Unless of course your swap is encrypted or something it should be faster
than the FS...

> 
> 50mb in swap - and everything is slow. So slow as if every bit is fetched by 
> a 
> mule caravan. And it does not matter if it is a swap partition or a swap 
> file. It is slow. 
> 

I haven't seen this behavior - I routinely have maybe 500MB swapped out.
 The difference is that most of this is probably tmpfs data that isn't
touched until tmpreaper comes around and deletes it.

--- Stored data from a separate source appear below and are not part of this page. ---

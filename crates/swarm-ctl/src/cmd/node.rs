//! This node's own details.

use anyhow::Result;
use serde::{Deserialize, Serialize};

use super::http::{base_url, get_json, post_json_body};

#[derive(Serialize)]
struct SetAddressRequest<'a> {
    host: &'a str,
}

#[derive(Deserialize)]
struct SetAddressResponse {
    host: String,
    rewritten: usize,
}

pub async fn cmd_node(port: u16) -> Result<()> {
    let resp: serde_json::Value = get_json(&format!("{}/node", base_url(port))).await?;
    println!("{}", serde_json::to_string_pretty(&resp)?);
    Ok(())
}

pub async fn cmd_set_address(port: u16, host: &str) -> Result<()> {
    let resp: SetAddressResponse = post_json_body(
        &format!("{}/node/address", base_url(port)),
        &SetAddressRequest { host },
    )
    .await?;

    if resp.rewritten == 0 {
        println!("No placeholder entry points left; {} not applied.", resp.host);
    } else {
        println!("Advertising {} on {} entry point(s).", resp.host, resp.rewritten);
    }
    Ok(())
}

The critical factor is probably RSS - if you have a zombie process that
uses 1GB of RAM and which sleeps for 3 days at a time (with NO activity)
then if you swap it out there is probably no impact.  On the other hand,
if you have 50 processes all running with 2%CPU each and they each have
a 100MB RSS and you have 1GB of RAM your system will come to a complete
halt.  Even if all combined they only need 1.1GB of RAM you'll probably
still come to a halt since they'll be constantly churning that 100MB of
swap.  If 100MB worth  of processes sleep suddenly the whole system will
wake up.

Basically, there is no fix for lots of RUNNING processes other than more
RAM (or not running everything at once).  But lots of idle processes do
just fine with swap.

And not having a swap partition doesn't stop swapping.  Any time you
mmap a file you have virtual memory - no getting around it.  And that
data will get swapped in and out as needed.  And even if none of your
software uses mmap the kernel does every time it loads an image.  It
greatly improves performance (unused code never gets loaded).

If I'm wrong on any of this kindly point it out, but this is my
understanding of how linux swapping works.